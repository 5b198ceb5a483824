//! Unit rescaling after a known reporting-unit change.

use panel_model::{CanonicalMonth, TradeBundle, TradeMetric};

/// A fixed unit change: values on or after (`year`, `month`) are multiplied by `factor`.
#[derive(Debug, Clone, Copy, PartialEq)]
pub struct UnitCutover {
    pub year: i32,
    pub month: u32,
    pub factor: f64,
}

/// Regional extracts switch reporting unit from January 2024 on.
pub const REGIONAL_UNIT_CUTOVER: UnitCutover = UnitCutover {
    year: 2024,
    month: 1,
    factor: 1e-4,
};

/// Regional metrics affected by the unit change.
pub const REGIONAL_RESCALED_METRICS: [TradeMetric; 3] = [
    TradeMetric::COMBINED_YTD,
    TradeMetric::EXPORT_YTD,
    TradeMetric::IMPORT_YTD,
];

impl UnitCutover {
    pub fn applies_to(&self, month: CanonicalMonth) -> bool {
        (month.year(), month.month()) >= (self.year, self.month)
    }

    /// Rescales one value observed in `month`.
    pub fn rescale(&self, month: CanonicalMonth, value: f64) -> f64 {
        if self.applies_to(month) {
            value * self.factor
        } else {
            value
        }
    }

    /// Rescales the named metrics of a bundle observed in `month`.
    pub fn rescale_bundle(
        &self,
        month: CanonicalMonth,
        bundle: &mut TradeBundle,
        metrics: &[TradeMetric],
    ) {
        if !self.applies_to(month) {
            return;
        }
        for &metric in metrics {
            if let Some(value) = bundle.get(metric) {
                bundle.set(metric, Some(value * self.factor));
            }
        }
    }
}

#[cfg(test)]
mod tests {
    use super::*;

    fn m(year: i32, month: u32) -> CanonicalMonth {
        CanonicalMonth::new(year, month).unwrap()
    }

    #[test]
    fn test_cutover_boundary() {
        let cutover = REGIONAL_UNIT_CUTOVER;
        assert_eq!(cutover.rescale(m(2023, 12), 50_000.0), 50_000.0);
        assert!((cutover.rescale(m(2024, 1), 50_000.0) - 5.0).abs() < 1e-9);
        assert!(cutover.applies_to(m(2025, 6)));
    }

    #[test]
    fn test_rescale_bundle_only_named_metrics() {
        let mut bundle = TradeBundle::new()
            .with(TradeMetric::COMBINED_YTD, 20_000.0)
            .with(TradeMetric::COMBINED_CURRENT, 7.0);
        REGIONAL_UNIT_CUTOVER.rescale_bundle(m(2024, 3), &mut bundle, &REGIONAL_RESCALED_METRICS);
        assert!((bundle.get(TradeMetric::COMBINED_YTD).unwrap() - 2.0).abs() < 1e-9);
        assert_eq!(bundle.get(TradeMetric::COMBINED_CURRENT), Some(7.0));
    }
}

+-------+

Exercise prompt —
Nothing but an exact copy of the lines from the start of the entries through the line containing "let cutover = REGIONAL_UNIT_CUTOVER;" belongs in the response.

Solution to this problem —
repository 5b198ceb5a483824
//! Unit rescaling after a known reporting-unit change.

use panel_model::{CanonicalMonth, TradeBundle, TradeMetric};

/// A fixed unit change: values on or after (`year`, `month`) are multiplied by `factor`.
#[derive(Debug, Clone, Copy, PartialEq)]
pub struct UnitCutover {
    pub year: i32,
    pub month: u32,
    pub factor: f64,
}

/// Regional extracts switch reporting unit from January 2024 on.
pub const REGIONAL_UNIT_CUTOVER: UnitCutover = UnitCutover {
    year: 2024,
    month: 1,
    factor: 1e-4,
};

/// Regional metrics affected by the unit change.
pub const REGIONAL_RESCALED_METRICS: [TradeMetric; 3] = [
    TradeMetric::COMBINED_YTD,
    TradeMetric::EXPORT_YTD,
    TradeMetric::IMPORT_YTD,
];

impl UnitCutover {
    pub fn applies_to(&self, month: CanonicalMonth) -> bool {
        (month.year(), month.month()) >= (self.year, self.month)
    }

    /// Rescales one value observed in `month`.
    pub fn rescale(&self, month: CanonicalMonth, value: f64) -> f64 {
        if self.applies_to(month) {
            value * self.factor
        } else {
            value
        }
    }

    /// Rescales the named metrics of a bundle observed in `month`.
    pub fn rescale_bundle(
        &self,
        month: CanonicalMonth,
        bundle: &mut TradeBundle,
        metrics: &[TradeMetric],
    ) {
        if !self.applies_to(month) {
            return;
        }
        for &metric in metrics {
            if let Some(value) = bundle.get(metric) {
                bundle.set(metric, Some(value * self.factor));
            }
        }
    }
}

#[cfg(test)]
mod tests {
    use super::*;

    fn m(year: i32, month: u32) -> CanonicalMonth {
        CanonicalMonth::new(year, month).unwrap()
    }

    #[test]
    fn test_cutover_boundary() {
        let cutover = REGIONAL_UNIT_CUTOVER;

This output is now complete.